Most companies have fairly distinct company cultures and integrating EHS into your company culture can be an effective way to create a sustained awareness around a safer, healthier and more productive work environment. However, intertwining EHS and company culture takes a collective effort. Allemployees need to know what it is, why it’s important and how they can contribute. According to our research, a whopping 72% of employees are largely unaware of their company’s EHS function.
Below we offer 5 tips for creating a company culture around EHS, where employees understand the value and feel compelled to participate.
1. GET BUY-IN FROM TOP LEADERSHIP.
Getting buy-in from top leadership and executives will give your EHS initiatives credibility throughout the entire organization. No one will argue that their employees are a huge asset and keeping them safe is a priority, and building commitment from the top is an excellent way to demonstrate how important the workforce is to the company. Even in low-risk environments, company leaders need to consider whether the company done everything in good conscience to protect its employees.
EHS leaders can go a step further by highlighting the business value that can be derived from creating an EHS culture. According to OSHA, safety and health initiatives can result in cost savings in a variety of areas, such as lowering workers' compensation costs and medical expenses, avoiding OSHA penalties, and reducing costs to train replacement employees and conduct accident investigations. In addition, employers often find that changes made to improve workplace safety and health can result in significant improvements to their organization's productivity and financial performance. If employees feel that their company leaders care about them, including their health and safety, they will feel more loyal and more committed, resulting in a more positive workplace.
2. BUILD A BRAND AROUND EHS
A great way to make it easy for executives, managers and employees to learn about and support EHS initiatives is by building an EHS "brand." One way to do this is to create an EHS-focused campaign to promote initiatives, processes and resources around EHS. Give your EHS campaign a name, and ensure your material and communications have a consistent look and feel so employee at all levels can recognize the organization’s EHS efforts. Use multiple communication channels to promote the EHS campaign; have safety reminders and procedures on bulletin boards, the intranet, and company groups like Chatter. Building a brand makes EHS familiar, and reinforces it as an integral part of the daily information flow in your organization.

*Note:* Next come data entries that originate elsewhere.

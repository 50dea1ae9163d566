use crate::Settlement;
use bmb_cards::Rank;
use bmb_core::Chips;
use bmb_core::Position;

/// Ranks revealed cards into win-tiers, strongest first.
///
/// Pure: single-card Indian Poker compares rank only, suits never break
/// ties, so equal ranks land in the same tier and split.
pub fn tiers(reveals: &[(Position, Rank)]) -> Vec<Vec<Position>> {
    let mut sorted = reveals.to_vec();
    sorted.sort_by(|a, b| b.1.cmp(&a.1));
    let mut tiers: Vec<Vec<Position>> = Vec::new();
    let mut last: Option<Rank> = None;
    for (seat, rank) in sorted {
        match last {
            Some(r) if r == rank => tiers.last_mut().expect("tier exists").push(seat),
            _ => tiers.push(vec![seat]),
        }
        last = Some(rank);
    }
    tiers
}

/// Computes chip distributions at showdown.
///
/// Handles the edge cases of settlement: side pots from all-ins, split pots
/// between equal ranks, and folded or sat-out seats receiving nothing. The
/// algorithm iterates by rank tier, carving each tier's winnings into layers
/// capped at the contributors' all-in amounts.
///
/// # Algorithm
///
/// 1. Rank contending seats into win-tiers with [`tiers`], strongest first
/// 2. For each tier, compute the side-pot layer its members are eligible for
/// 3. Split that layer among the tier, remainder to the earliest entry
/// 4. Repeat until chips collected equal chips distributed
///
/// Entry order is tie-break priority: the caller passes settlements in the
/// order that should receive indivisible remainders.
pub struct Showdown {
    payouts: Vec<Settlement>,
    distributing: Chips,
    distributed: Chips,
    best: Option<Rank>,
}

impl From<Vec<Settlement>> for Showdown {
    fn from(payouts: Vec<Settlement>) -> Self {
        Self {
            payouts,
            distributing: 0,
            distributed: 0,
            best: None,
        }
    }
}

impl Showdown {
    /// Distributes all chips and returns final settlements.
    pub fn settle(mut self) -> Vec<Settlement> {
        let reveals = self
            .payouts
            .iter()
            .filter(|p| p.contends())
            .map(|p| (p.seat(), p.rank()))
            .collect::<Vec<_>>();
        'winners: for tier in tiers(&reveals) {
            self.best = tier
                .first()
                .and_then(|seat| reveals.iter().find(|(s, _)| s == seat))
                .map(|(_, rank)| *rank);
            'pots: while let Some(amount) = self.remaining() {
                self.distributing = amount;
                self.distribute();
                if self.is_complete() {
                    break 'winners;
                } else {
                    continue 'pots;
                }
            }
        }
        self.payouts
    }
    fn remaining(&mut self) -> Option<Chips> {
        self.distributed = self.distributing;
        self.payouts
            .iter()
            .filter(|p| Some(p.rank()) == self.best)
            .filter(|p| p.contends())
            .filter(|p| p.risked() > self.distributed)
            .map(|p| p.risked())
            .min()
    }
    fn winnings(&self) -> Chips {
        self.payouts
            .iter()
            .map(|p| p.risked().min(self.distributing))
            .map(|r| (r - self.distributed).max(0))
            .sum()
    }
    fn distribute(&mut self) {
        let chips = self.winnings();
        let best = self.best;
        let distributed = self.distributed;
        let mut winners = self
            .payouts
            .iter_mut()
            .filter(|p| Some(p.rank()) == best)
            .filter(|p| p.contends())
            .filter(|p| p.risked() > distributed)
            .collect::<Vec<&mut Settlement>>();
        let n = winners.len() as Chips;
        let share = chips / n;
        let bonus = chips % n;
        for winner in winners.iter_mut() {
            winner.add(share);
        }
        for winner in winners.iter_mut().take(bonus as usize) {
            winner.add(1);
        }
    }
    fn is_complete(&self) -> bool {
        let staked = self.payouts.iter().map(|p| p.risked()).sum::<Chips>();
        let reward = self.payouts.iter().map(|p| p.reward()).sum::<Chips>();
        staked == reward
    }
}

#[cfg(test)]
mod tests {
    use super::*;
    use crate::State;

    fn entry(seat: Position, risked: Chips, status: State, rank: Rank) -> Settlement {
        Settlement::from((seat, risked, status, rank))
    }

    #[test]
    fn heads_up_winner_takes_all() {
        let settlement = Showdown::from(vec![
            entry(0, 100, State::Betting, Rank::King),
            entry(1, 100, State::Betting, Rank::Nine),
        ])
        .settle();
        assert!(settlement[0].reward() == 200);
        assert!(settlement[1].reward() == 0);
    }

    #[test]
    fn folded_high_card_wins_nothing() {
        let settlement = Showdown::from(vec![
            entry(0, 50, State::Folding, Rank::Ace),
            entry(1, 100, State::Betting, Rank::Seven),
            entry(2, 100, State::Betting, Rank::Five),
        ])
        .settle();
        assert!(settlement[0].reward() == 0);
        assert!(settlement[1].reward() == 250);
        assert!(settlement[2].reward() == 0);
    }

    #[test]
    fn tie_splits_evenly() {
        let settlement = Showdown::from(vec![
            entry(0, 100, State::Betting, Rank::Queen),
            entry(1, 100, State::Betting, Rank::Queen),
            entry(2, 100, State::Betting, Rank::Two),
        ])
        .settle();
        assert!(settlement[0].reward() == 150);
        assert!(settlement[1].reward() == 150);
        assert!(settlement[2].reward() == 0);
    }

    #[test]
    fn odd_chip_goes_to_earliest_entry() {
        // pot of 3, two-way tie: first entry in tie-break order gets 2.
        let settlement = Showdown::from(vec![
            entry(0, 1, State::Betting, Rank::Jack),
            entry(1, 1, State::Betting, Rank::Jack),
            entry(2, 1, State::Folding, Rank::Ace),
        ])
        .settle();
        assert!(settlement[0].reward() == 2);
        assert!(settlement[1].reward() == 1);
        assert!(settlement[2].reward() == 0);
    }

    #[test]
    fn all_in_wins_only_its_capped_layer() {
        // seat 0 all-in for 10; seats 1 and 2 continue to 50 each.
        // seat 0 holds the best card but wins only 3x10; the 80 above the
        // cap goes to the next-best live seat.
        let settlement = Showdown::from(vec![
            entry(0, 10, State::Shoving, Rank::Ace),
            entry(1, 50, State::Betting, Rank::King),
            entry(2, 50, State::Betting, Rank::Three),
        ])
        .settle();
        assert!(settlement[0].reward() == 30);
        assert!(settlement[1].reward() == 80);
        assert!(settlement[2].reward() == 0);
    }

    #[test]
    fn uneven_all_in_ladder() {
        let settlement = Showdown::from(vec![
            entry(0, 150, State::Shoving, Rank::Ace),
            entry(1, 200, State::Shoving, Rank::King),
            entry(2, 350, State::Shoving, Rank::Queen),
            entry(3, 50, State::Shoving, Rank::Jack),
        ])
        .settle();
        assert!(settlement[0].reward() == 500);
        assert!(settlement[1].reward() == 100);
        assert!(settlement[2].reward() == 150);
        assert!(settlement[3].reward() == 0);
    }

    #[test]
    fn sat_out_seats_are_ignored() {
        let settlement = Showdown::from(vec![
            entry(0, 100, State::Betting, Rank::Ten),
            entry(1, 0, State::Out, Rank::Two),
            entry(2, 100, State::Betting, Rank::Four),
        ])
        .settle();
        assert!(settlement[0].reward() == 200);
        assert!(settlement[1].reward() == 0);
        assert!(settlement[2].reward() == 0);
    }

    #[test]
    fn conservation_holds() {
        let settlement = Showdown::from(vec![
            entry(0, 37, State::Shoving, Rank::Nine),
            entry(1, 81, State::Betting, Rank::Nine),
            entry(2, 81, State::Betting, Rank::Eight),
            entry(3, 12, State::Folding, Rank::Ace),
        ])
        .settle();
        let staked = settlement.iter().map(|s| s.risked()).sum::<Chips>();
        let reward = settlement.iter().map(|s| s.reward()).sum::<Chips>();
        assert!(staked == reward);
    }

    #[test]
    fn tiers_group_equal_ranks() {
        let ranking = tiers(&[
            (0, Rank::King),
            (1, Rank::Ace),
            (2, Rank::King),
            (3, Rank::Two),
        ]);
        assert!(ranking == vec![vec![1], vec![0, 2], vec![3]]);
    }
}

3. MARKET EHS AS A COMPANY VALUE.
As a core component of your EHS campaign, market EHS as a company value. As you build your EHS brand, look for ways to recognize outstanding EHS values in the organization. Some ideas could of building an employee "culture of caring" could include:
- Featuring an ergonomically correct workstation in your EHS communications.
- Using quotes and examples from employees on ways to improve workplace safety.
- Running simple competitions that encourage EHS activities, such as promoting pictures of employees correctly using PPE.
- Make EHS a positive force in your organization--according to our research, 45% of employees in are not comfortable pointing out an unsafe act to a coworker. Make safety cool, and use positive reinforcement as a tool for ensuring employees continue to value and uphold EHS and believe and enhance good EHS practices as a core company value.
4. GET EMPLOYEES AT A VARIETY OF LEVELS AND DEPARTMENTS INVOLVED WITH EHS INITIATIVES.
Get all types and levels of people involved in the EHS campaign and initiatives. Asking for an EHS volunteer from each department, floor or other internal group is a great way to get feedback and generate ideas. Ask employees how they would like to be involved, and ask what is important to them, then use volunteer feedback to fuel the content for your campaign.
Consider ways to encourage volunteer participation, such as gamification or company recognition. Gamification can be as simple as offering a virtual or real ‘badge’ or ‘trophy’ for meeting an EHS milestone such as completing a training or participating in a volunteer meeting. Find ways to engage employees at all levels and through a variety of means.
5. BUILD SUCCESSFUL EHS MESSAGING.
once you establish support from the top, build your campaign, and get a network of people involved, it is time to refine your EHS messaging. In low-risk environments, EHS is often dismissed as being irrelevant--there are no boiling vats of chemicals or fast-moving parts to avoid. However, that doesn’t mean there aren’t EHS concerns. Driving safety, ergonomics, noise, air quality, proper use of cleaning chemicals, ladder safety, and more--the list is actually pretty long!
Low-risk environments need thoughtful messaging to build awareness and promote safe and healthy behaviors. Take time to do an assessment of the risks relevant to your work environment. Prioritize them, and then build out a schedule to promote, educate, or train employees on each of those risks. Use your volunteers to develop successful and relevant messages that people relate to, and then use your leadership and campaign communication channels to get the word out.
And most of all, keep up the good work! Creating and sustaining an EHS culture relies on ever-present reminders that we can’t leave safe practices ajust for home--we have to bring them to work with us every single day.